En octobre 2016, Michel Temer était un autre chef de gouvernement (et d'État) à fouler le sol japonais. A cette occasion, Temer a parlé pendant plus d'une demi-heure avec le Empereur Akihito. En plus de rencontrer Akihito, l'ancien président s'est également entretenu avec le Premier ministre de l'époque, Shinzo Abe, avec des hommes d'affaires brésiliens résidant au Japon et avec le ministre des Finances.

Après plus de 11 ans sans la visite d'un chef d'État brésilien, les Japonais ont enfin eu l'opportunité de poursuivre l'alignement diplomatique, social et économique qu'ils entretenaient depuis longtemps avec le Brésil. Au cours de la visite de Temer, des accords ont été signés sur la coopération dans les travaux et projets d'infrastructure.

La visite de Bolsonaro (2019)

Plus récemment, en 2019, l'actuel Président de la République Jair Bolsonaro a participé à la cérémonie d'intronisation du Empereur Naruto, un fait qui a inauguré l'appel Ère Reiwa (令和). Lors de sa visite, Bolsonaro a même déclaré que « Participer à la cérémonie d'intronisation est un motif de satisfaction et de fierté. Nous avons beaucoup de respect et de considération pour le peuple japonais.

Conclusion et analyse des politiques

Enfin, il est important de souligner que chaque pays en particulier a ses propres formes et systèmes de gouvernement. Le Japon est une monarchie constitutionnelle, dans laquelle l'Empereur est une figure essentiellement diplomatique, symbolique et héréditaire. Outre la figure de l'empereur, le pays est politiquement commandé par le premier ministre et un parlement élu.

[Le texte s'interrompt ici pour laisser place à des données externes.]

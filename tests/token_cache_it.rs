mod common;

// std
use std::time::Duration as StdDuration;
// crates.io
use httpmock::prelude::*;
use time::{Duration, OffsetDateTime};
// self
use common::*;
use lms_token_client::{
	auth::TokenSecret,
	config::LmsSettings,
	error::{ConfigError, Error, Result, UpstreamAuthError},
};

#[tokio::test]
async fn cached_token_is_reused_without_identity_calls() {
	let server = MockServer::start_async().await;
	let mock = mock_token(&server, 200, "{\"access_token\":\"abc\",\"expires_in\":3600}").await;
	let client = build_client(settings(&server));
	let first = client.get_access_token().await.expect("Initial acquisition should succeed.");
	let second = client.get_access_token().await.expect("Cached token should be served.");
	let third = client.clone().get_access_token().await.expect("Clones should share the cache.");

	assert_eq!(first.expose(), "abc");
	assert_eq!(second.expose(), "abc");
	assert_eq!(third.expose(), "abc");

	mock.assert_calls_async(1).await;
}

#[tokio::test]
async fn expiry_subtracts_the_safety_buffer() {
	let server = MockServer::start_async().await;
	let mock = mock_token(&server, 200, "{\"access_token\":\"abc\",\"expires_in\":3600}").await;
	let client = build_client(settings(&server));
	let now = OffsetDateTime::now_utc();

	client.access_token_at(now).await.expect("Acquisition should succeed.");

	let cached = client.cached_token().expect("Token should be cached.");

	assert_eq!(cached.expires_at, now + Duration::seconds(3570));

	mock.assert_async().await;
}

#[tokio::test]
async fn expired_token_triggers_one_reacquisition() {
	let server = MockServer::start_async().await;
	let mut first_mock =
		mock_token(&server, 200, "{\"access_token\":\"abc\",\"expires_in\":100}").await;
	let client = build_client(settings(&server));
	let t0 = OffsetDateTime::now_utc();

	client.access_token_at(t0).await.expect("Initial acquisition should succeed.");
	first_mock.assert_async().await;
	first_mock.delete_async().await;

	let second_mock =
		mock_token(&server, 200, "{\"access_token\":\"def\",\"expires_in\":100}").await;
	let reused = client
		.access_token_at(t0 + Duration::seconds(50))
		.await
		.expect("Token should still be valid at t=50.");

	assert_eq!(reused.expose(), "abc");

	second_mock.assert_calls_async(0).await;

	let refreshed = client
		.access_token_at(t0 + Duration::seconds(71))
		.await
		.expect("Token should be refreshed at t=71.");

	assert_eq!(refreshed.expose(), "def");

	second_mock.assert_calls_async(1).await;
}

#[tokio::test]
async fn empty_identity_response_caches_nothing() {
	let server = MockServer::start_async().await;
	let mock = mock_token(&server, 200, "{}").await;
	let client = build_client(settings(&server));
	let err = client.get_access_token().await.expect_err("Missing access_token should fail.");

	assert!(matches!(err, Error::UpstreamAuth(UpstreamAuthError::MissingAccessToken)));
	assert!(client.cached_token().is_none());

	mock.assert_async().await;
}

#[tokio::test]
async fn rejected_credentials_surface_status_and_body() {
	let server = MockServer::start_async().await;
	let mock = mock_token(&server, 401, "{\"error\":\"invalid_client\"}").await;
	let client = build_client(settings(&server));
	let err = client.get_access_token().await.expect_err("Rejected credentials should fail.");

	match &err {
		Error::UpstreamAuth(UpstreamAuthError::Rejected { status, body }) => {
			assert_eq!(*status, 401);
			assert_eq!(body, "{\"error\":\"invalid_client\"}");
		},
		other => panic!("Unexpected error variant: {other:?}."),
	}
	assert_eq!(
		err.to_string(),
		"Failed to fetch Open edX token (HTTP 401): {\"error\":\"invalid_client\"}."
	);
	assert!(client.cached_token().is_none());

	mock.assert_async().await;
}

#[tokio::test]
async fn concurrent_callers_share_one_acquisition() {
	let server = MockServer::start_async().await;
	let mock = mock_token(&server, 200, "{\"access_token\":\"shared\",\"expires_in\":900}").await;
	let client = build_client(settings(&server));
	let (first, second, third): (Result<TokenSecret>, Result<TokenSecret>, Result<TokenSecret>) =
		tokio::join!(
			client.get_access_token(),
			client.get_access_token(),
			client.get_access_token(),
		);

	for token in [first, second, third] {
		assert_eq!(token.expect("Concurrent call should succeed.").expose(), "shared");
	}

	mock.assert_calls_async(1).await;
}

#[tokio::test]
async fn queued_callers_share_an_uncacheable_token() {
	let server = MockServer::start_async().await;
	let mock = mock_token(&server, 200, "{\"access_token\":\"brief\",\"expires_in\":30}").await;
	let client = build_client(settings(&server));
	let (first, second, third): (Result<TokenSecret>, Result<TokenSecret>, Result<TokenSecret>) =
		tokio::join!(
			client.get_access_token(),
			client.get_access_token(),
			client.get_access_token(),
		);

	for token in [first, second, third] {
		assert_eq!(token.expect("Concurrent call should succeed.").expose(), "brief");
	}

	assert!(client.cached_token().is_none());

	mock.assert_calls_async(1).await;

	client.get_access_token().await.expect("A later call should reacquire.");

	mock.assert_calls_async(2).await;
}

#[tokio::test]
async fn missing_secret_fails_without_network_io() {
	let server = MockServer::start_async().await;
	let mock = mock_token(&server, 200, "{\"access_token\":\"abc\",\"expires_in\":3600}").await;
	let settings =
		LmsSettings::default().with_client_id(CLIENT_ID).with_lms_url(server.base_url());
	let client = build_client(settings);
	let err = client.get_access_token().await.expect_err("Missing secret should fail.");

	assert!(matches!(
		err,
		Error::Config(ConfigError::MissingSetting { name: "OPEN_EDX_CLIENT_SECRET" })
	));

	let err = client
		.call_resource("/api/courses/v1/courses/")
		.await
		.expect_err("Resource calls should fail the same way.");

	assert!(matches!(err, Error::Config(ConfigError::MissingSetting { .. })));

	mock.assert_calls_async(0).await;
}

#[tokio::test]
async fn slow_identity_endpoint_times_out() {
	let server = MockServer::start_async().await;
	let _mock = server
		.mock_async(|when, then| {
			when.method(POST).path(TOKEN_PATH);
			then.status(200)
				.header("content-type", "application/json")
				.body("{\"access_token\":\"late\",\"expires_in\":3600}")
				.delay(StdDuration::from_secs(2));
		})
		.await;
	let client = build_client(settings(&server).with_timeout(StdDuration::from_millis(200)));
	let err = client.get_access_token().await.expect_err("Slow identity call should time out.");

	assert!(matches!(err, Error::UpstreamAuth(UpstreamAuthError::Timeout)));
	assert!(client.cached_token().is_none());
}

#[tokio::test]
async fn unreachable_identity_endpoint_is_a_network_error() {
	let settings = LmsSettings::default()
		.with_client_id(CLIENT_ID)
		.with_client_secret(CLIENT_SECRET)
		.with_lms_url("http://127.0.0.1:9")
		.with_timeout(StdDuration::from_secs(2));
	let client = build_client(settings);
	let err = client.get_access_token().await.expect_err("Closed port should fail.");

	assert!(matches!(
		err,
		Error::UpstreamAuth(UpstreamAuthError::Network { .. } | UpstreamAuthError::Timeout)
	));
	assert_eq!(err.upstream_status(), None);
}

Le parlement japonais, dans la langue utilisée par d'autres nations, est généralement appelé la "Diète", et se compose précisément de deux chambres législatives, qui sont : la Chambre des représentants (Chambre basse) et la Chambre des conseillers (Chambre haute).

Au Brésil, en revanche, nous avons un système de gouvernement présidentiel, c'est-à-dire où la figure du président existe. Le président, à son tour, est considéré à la fois chef de l'État et chef du gouvernement, étant responsable des tâches dans la sphère diplomatique et symbolique ainsi que dans les sphères gouvernementale, politique et exécutive. Dans un régime présidentiel, la figure du président est soumise à des changements constants (tous les 4 ans) et au contrôle rigide de ses actions par le parlement et la société. En ce qui concerne la forme de gouvernement, nous avons que le Brésil se compose d'une République fédérative.

En ce sens, il est évident que le Brésil et le Japon ont des contextes politiques différents. Ces contextes disparates ont été influencés non seulement par des événements ou des différences économiques, mais surtout par des facteurs historiques, coloniaux, territoriaux, religieux et culturels qui rendent chaque nation unique et sa manière de gouverner ses lois et ses politiques.